La Chine, épicentre industriel et scientifique de l’énergie solaire
En 2024, la Chine est le premier investisseur mondial en R&D, représentant 27,4 % des dépenses totales, une progression spectaculaire depuis 2000. Elle domine ainsi de nombreuses technologies critiques, notamment le solaire photovoltaïque (PV), assurant 80 % de la production mondiale.
Grâce à une implication forte de l’Etat, la Chine a dépassé le statut d’ "usine du monde" pour devenir leader industriel, technologique et scientifique dans le solaire PV. Elle a surpassé l’Europe, les États-Unis et le Japon en une décennie, passant d’une part marginale en 2002 à 70 % en 2012.
La Chine maîtrise désormais tous les segments de la chaîne de valeur. Initialement axée sur la demande occidentale, elle a réorienté sa stratégie vers le marché intérieur et les pays en développement face à la baisse des subventions occidentales.

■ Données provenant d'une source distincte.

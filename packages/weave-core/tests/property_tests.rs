use proptest::prelude::*;
use weave_core::{Atom, AtomId, SiteId, StateStore, VersionVector};
use weave_test_support::deliver_remote;

fn history() -> impl Strategy<Value = Vec<(usize, u32)>> {
    // (cause pick, site) per atom; pick 0 means "new root"
    prop::collection::vec((0usize..6, 1u32..4), 1..10)
}

fn build(shape: &[(usize, u32)]) -> Vec<Atom<usize>> {
    let mut atoms: Vec<Atom<usize>> = Vec::new();
    for (i, &(pick, site)) in shape.iter().enumerate() {
        let cause = if pick == 0 || i == 0 {
            None
        } else {
            Some(atoms[pick % i].id)
        };
        atoms.push(Atom::new(AtomId::new(SiteId(site), i as u64), cause, i));
    }
    atoms
}

proptest! {
    #[test]
    fn two_replicas_exchanging_deltas_converge(
        shape in history(),
        split in 0usize..10,
        reversed in any::<bool>(),
    ) {
        let atoms = build(&shape);
        let split = split.min(atoms.len());

        // replica a sees the prefix, replica b the suffix in some order, then they sync
        let mut a: StateStore<usize> = StateStore::new(SiteId(10));
        let mut b: StateStore<usize> = StateStore::new(SiteId(11));
        prop_assert!(deliver_remote(&mut a, atoms[..split].to_vec()).is_empty());
        let mut suffix = atoms[split..].to_vec();
        if reversed {
            suffix.reverse();
        }
        // b may be missing causes from a's prefix; it keeps them buffered until a's delta lands
        let mut pending_b = b.apply_remote(suffix).take_pending();

        for batch in a.export_delta(&VersionVector::new()) {
            pending_b.extend(b.apply_remote(batch.added).take_pending());
        }
        prop_assert!(deliver_remote(&mut b, pending_b).is_empty());
        for batch in b.export_delta(a.vector()) {
            prop_assert!(deliver_remote(&mut a, batch.added).is_empty());
        }

        prop_assert_eq!(a.weave().ids(), b.weave().ids());
        prop_assert_eq!(a.weave().len(), atoms.len());
        prop_assert_eq!(a.vector(), b.vector());
    }

    #[test]
    fn duplicate_delivery_is_idempotent(shape in history()) {
        let atoms = build(&shape);
        let mut store: StateStore<usize> = StateStore::new(SiteId(1));
        let first = store.apply_remote(atoms.clone());
        prop_assert_eq!(first.added.len(), atoms.len());
        let ids = store.weave().ids();

        let again = store.apply_remote(atoms.clone());
        prop_assert!(again.added.is_empty());
        prop_assert_eq!(again.summary().duplicate, atoms.len());
        prop_assert_eq!(store.weave().ids(), ids);
    }
}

Cette stratégie, couplée à une baisse drastique des coûts, a renforcé son image dans le domaine de la transition énergétique mondiale. En 2024, la puissance du parc installé en Chine a atteint 1 048,5 gigawatts-crête, soit 46,7 % de l’ensemble des capacités installées dans le monde
Elle domine également la recherche et l’innovation dans le solaire PV, tant quantitativement que qualitativement, notamment sur les technologies émergentes comme les pérovskites hybrides et le photovoltaïque organique. Elle est en tête des dépôts de brevets et des articles scientifiques dans les domaines clés.
Elle a ainsi renforcé son autonomie scientifique et ses collaborations avec d’autres partenaires.
L’avance de la Chine dans ce domaine crée un doute sur la capacité de l’Europe et des États-Unis à rattraper leur retard.